An image of a new parking sign design
Designs like this make reading a parking notice feel less like reading an essay, right?
FirmansyahArts, via crowdspring

Some Atlantans are sick of having to whip out magnifying glasses to figure out if they’ll be ticketed or towed for parking in certain lots.

With hundreds of words of warning crammed onto unsightly signs defending private lots, it’s no surprise that people are caught off guard when they return to boots on their wheels or citations under windshield wipers.

Private parking company reps have suggested the confusing signs have contributed to what some call “predatory booting”—taking advantage of motorists overwhelmed by the “novel” printed on the notices, according to Georgia State University’s independent student paper, The Signal.

So what’s a parking-dependent city to do?
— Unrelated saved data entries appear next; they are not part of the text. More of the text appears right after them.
#[cfg(test)]
mod tests {
    use super::*;
    use crate::ocr::PageSegMode;
    use crate::survey::record::NO_VALUE;
    use crate::survey::testing::FakeRecognizer;
    use image::{DynamicImage, GrayImage, Luma};
    use std::fs;
    use tempfile::{tempdir, TempDir};

    fn setup() -> (TempDir, AppConfig) {
        let dir = tempdir().unwrap();
        let images = dir.path().join("fotos");
        fs::create_dir(&images).unwrap();

        let config = AppConfig {
            images_dir: images,
            table_path: dir.path().join("coordinates.csv"),
            diagnostics_dir: dir.path().join("diagnostics"),
            city: "MONTERREY".to_string(),
            workers: 2,
            ..AppConfig::default()
        };
        (dir, config)
    }

    fn write_photo(config: &AppConfig, name: &str, width: u32) {
        GrayImage::from_pixel(width, 100, Luma([180]))
            .save(config.images_dir.join(name))
            .unwrap();
    }

    /// Text depends only on the width of the candidate image: 100 px reads
    /// as decimal, 160 px as DMS, 480 px (unscaled 30% crop) as decimal.
    fn by_width() -> FakeRecognizer<impl Fn(&DynamicImage, PageSegMode) -> String + Send + Sync>
    {
        FakeRecognizer::new(|img: &DynamicImage, _mode: PageSegMode| match img.width() {
            100 => "2024/05/02 25.82588N 100.31234W".to_string(),
            160 => "25°49'33\" 100°18'44\"".to_string(),
            480 => "25,9012N 100,1234W".to_string(),
            _ => String::new(),
        })
    }

    fn three_photos(config: &AppConfig) {
        write_photo(config, "00000001_A.png", 200);
        write_photo(config, "00000002_B.png", 320);
        write_photo(config, "00000003_C.png", 480);
    }

    #[test]
    fn test_scan_pass_end_to_end() {
        let (_dir, config) = setup();
        three_photos(&config);
        let recognizer = by_width();
        let runner = PassRunner::new(&config, &recognizer).unwrap();

        let summary = runner.scan_pass(&config.passes[0]).unwrap();
        assert_eq!(summary.processed, 3);
        assert_eq!(summary.resolved, 2);
        assert_eq!(summary.unresolved, 1);

        let table = runner.store().load().unwrap();
        let rows = table.records();
        assert_eq!(rows.len(), 3);

        assert_eq!(rows[0].unit_id, "00000001");
        assert_eq!(rows[0].remainder_name, "_A");
        assert_eq!(rows[0].status, RecordStatus::Resolved);
        assert_eq!(rows[0].lat_decimal, Some(25.82588));
        assert_eq!(rows[0].lon_decimal, Some(-100.31234));
        assert_eq!(rows[0].extraction_method, "p1_otsu_s50_psm3_decimal_cardinal");

        assert_eq!(rows[1].status, RecordStatus::Resolved);
        assert_eq!(rows[1].lat_raw, "25°49'33\"");
        assert_eq!(rows[1].lat_decimal, None);
        assert_eq!(rows[1].lon_decimal, None);
        assert_eq!(rows[1].extraction_method, "p1_otsu_s50_psm3_dms");

        assert_eq!(rows[2].status, RecordStatus::Unresolved);
        assert_eq!(rows[2].lat_raw, NO_VALUE);
        assert_eq!(rows[2].extraction_method, "no_pattern_matched");
        assert!(config
            .diagnostics_dir
            .join("p1_00000003_C_failed.png")
            .exists());
    }

    #[test]
    fn test_run_retries_only_unresolved_and_stops_early() {
        let (_dir, config) = setup();
        three_photos(&config);
        let recognizer = by_width();
        let runner = PassRunner::new(&config, &recognizer).unwrap();

        let summaries = runner.run(1).unwrap();
        assert_eq!(summaries.len(), 2, "p3 and p4 are not needed");
        assert_eq!(summaries[1].pass, "p2");
        assert_eq!(summaries[1].processed, 1);
        assert_eq!(summaries[1].resolved, 1);
        assert_eq!(summaries[1].unresolved, 0);

        let table = runner.store().load().unwrap();
        let rows = table.records();
        assert_eq!(rows[0].extraction_method, "p1_otsu_s50_psm3_decimal_cardinal");
        assert_eq!(rows[2].lat_raw, "25.9012N");
        assert_eq!(rows[2].lat_decimal, Some(25.9012));
        assert_eq!(
            rows[2].extraction_method,
            "p2_clahe_adaptive_psm3_decimal_cardinal"
        );
    }

    #[test]
    fn test_retry_pass_with_nothing_unresolved_keeps_table_bytes() {
        let (_dir, config) = setup();
        write_photo(&config, "00000001_A.png", 200);
        write_photo(&config, "00000002_B.png", 320);
        let recognizer = by_width();
        let runner = PassRunner::new(&config, &recognizer).unwrap();
        runner.scan_pass(&config.passes[0]).unwrap();
        let before = fs::read(&config.table_path).unwrap();

        let calls_before = recognizer.calls().len();
        let summary = runner.retry_pass(&config.passes[1]).unwrap();
        assert!(!summary.table_written);
        assert_eq!(summary.processed, 0);
        assert_eq!(recognizer.calls().len(), calls_before);
        assert_eq!(fs::read(&config.table_path).unwrap(), before);

        let summaries = runner.run(3).unwrap();
        assert_eq!(summaries.len(), 1);
        assert_eq!(fs::read(&config.table_path).unwrap(), before);
    }

    #[test]
    fn test_retry_pass_repads_legacy_unit_ids() {
        let (_dir, config) = setup();
        write_photo(&config, "00000007_POSTE.png", 480);
        fs::write(
            &config.table_path,
            "OT,Resto_Nombre,Latitud_Extraida,Longitud_Extraida,Latitud_Decimal,Longitud_Decimal,Estatus\n\
             7,_POSTE,NO_VALUE,NO_VALUE,,,NO ENCONTRADO\n",
        )
        .unwrap();

        let recognizer = by_width();
        let runner = PassRunner::new(&config, &recognizer).unwrap();
        let summary = runner.retry_pass(&config.passes[1]).unwrap();
        assert_eq!(summary.resolved, 1);

        let content = fs::read_to_string(&config.table_path).unwrap();
        assert!(content.starts_with("unit_id,remainder_name,"));
        assert!(content.contains("7,_POSTE,25.9012N,100.1234W,25.9012,-100.1234,RESOLVED,"));
    }

    #[test]
    fn test_retry_pass_missing_image_keeps_previous_values() {
        let (_dir, config) = setup();
        let mut record = CoordinateRecord::new("00000009", "_X");
        record.lat_raw = "45.1N".into();
        record.lon_raw = "60.2W".into();
        let store = RecordStore::new(&config.table_path);
        store.save(&RecordTable::from_records(vec![record])).unwrap();

        let recognizer = by_width();
        let runner = PassRunner::new(&config, &recognizer).unwrap();
        let summary = runner.retry_pass(&config.passes[3]).unwrap();
        assert_eq!(summary.not_found, 1);
        assert_eq!(summary.unresolved, 1);

        let row = store.load().unwrap().records()[0].clone();
        assert_eq!(row.lat_raw, "45.1N");
        assert_eq!(row.extraction_method, "image_not_found");
    }

    #[test]
    fn test_rejected_read_writes_overlay_in_last_pass() {
        let (_dir, config) = setup();
        write_photo(&config, "00000005_Z.png", 300);
        store_unresolved(&config, "00000005", "_Z");

        // 40% crop of a 300 px photo, halved: 150 px wide
        let recognizer = FakeRecognizer::new(|img: &DynamicImage, _mode: PageSegMode| {
            if img.width() == 150 {
                "40.1234N 70.5678W".to_string()
            } else {
                String::new()
            }
        });
        let runner = PassRunner::new(&config, &recognizer).unwrap();
        runner.retry_pass(&config.passes[3]).unwrap();

        let row = runner.store().load().unwrap().records()[0].clone();
        assert_eq!(row.status, RecordStatus::Unresolved);
        assert_eq!(row.lat_raw, "40.1234N");
        assert_eq!(row.lat_decimal, None);
        assert_eq!(
            row.extraction_method,
            "p4_raw_s50_psm6_decimal_cardinal_out_of_range"
        );

        // Drawn on the unprocessed 40% crop, with readable red text
        let overlay = image::open(config.diagnostics_dir.join("p4_00000005_Z_out_of_range.png"))
            .unwrap()
            .to_rgba8();
        assert_eq!(overlay.dimensions(), (300, 40));
        assert!(overlay
            .pixels()
            .any(|p| p[0] > 200 && p[1] < 80 && p[2] < 80));
    }

    fn store_unresolved(config: &AppConfig, unit_id: &str, remainder: &str) {
        RecordStore::new(&config.table_path)
            .save(&RecordTable::from_records(vec![CoordinateRecord::new(
                unit_id, remainder,
            )]))
            .unwrap();
    }

    #[test]
    fn test_scan_skips_duplicate_stems() {
        let (_dir, config) = setup();
        write_photo(&config, "00000001_A.jpg", 200);
        write_photo(&config, "00000001_A.png", 200);
        let recognizer = by_width();
        let runner = PassRunner::new(&config, &recognizer).unwrap();

        let summary = runner.scan_pass(&config.passes[0]).unwrap();
        assert_eq!(summary.processed, 1);
        assert_eq!(runner.store().load().unwrap().len(), 1);
    }

    #[test]
    fn test_unreadable_image_is_recorded_not_fatal() {
        let (_dir, config) = setup();
        write_photo(&config, "00000001_A.png", 200);
        fs::write(config.images_dir.join("00000002_B.png"), b"garbage").unwrap();
        let recognizer = by_width();
        let runner = PassRunner::new(&config, &recognizer).unwrap();

        runner.scan_pass(&config.passes[0]).unwrap();
        let table = runner.store().load().unwrap();
        assert_eq!(table.records()[1].extraction_method, "image_load_error");
        assert_eq!(table.records()[1].status, RecordStatus::Unresolved);
    }

    #[test]
    fn test_start_pass_bounds() {
        let (_dir, config) = setup();
        let recognizer = by_width();
        let runner = PassRunner::new(&config, &recognizer).unwrap();
        assert!(runner.run(0).is_err());
        assert!(runner.run(5).is_err());
    }

    #[test]
    fn test_retry_without_table_fails_without_creating_one() {
        let (_dir, config) = setup();
        let recognizer = by_width();
        let runner = PassRunner::new(&config, &recognizer).unwrap();
        assert!(runner.run(2).is_err());
        assert!(!config.table_path.exists());
    }
}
Luckily for aggravated drivers, Atlanta City Councilman Amir Farokhi, of District 2, has a serious beef with the signage clutter, and he wants your help to design a sign template that’s helpful and hard to miss.

Last month, Farokhi launched a crowdsourcing effort to woo some creative and practical sign ideas from the community.

One of many submissions that would change what Atlantans deal with today.
Ro_C, via crowdSPRING

Designers have until only Saturday to enter the contest—the reward is $500 for the winner—and 225 entries had already been submitted as of press time.

Says Farokhi’s CrowdSPRING page: “The sign is meant to alert those seeking to park in a private lot that, if they do so without paying or following parking lot rules, they may get towed or booted. The current sign is a disaster: hundreds of words jammed together. No one reads it or notices it.”

The new sign, he wrote, needs to be intuitive—“maybe even friendly”—while citing the specifics of when and how you can park. (Head here for a rundown of language that each sign must incorporate).

“Feel free to be creative with language or imagery at the top of the sign to ensure people see the sign (e.g., “Hello!”),” Farokhi said.

This isn’t the councilman’s first push toward creating a more visually compelling city.

Farokhi also enlisted an arts and culture advisor to his staff, and last month, he lobbied to boost Atlanta’s Office of Cultural Affairs budget to $2 million—more than twice what it used to be, according to Atlanta Loop.

Farokhi, of course, isn’t the first local leader to work toward sprucing up boring old city signage.

Last year, Atlanta’s planning commissioner, Tim Keane, spearheaded an initiative to liven up notices that indicate upcoming tree removals or rezoning efforts. It’s hard to miss them now.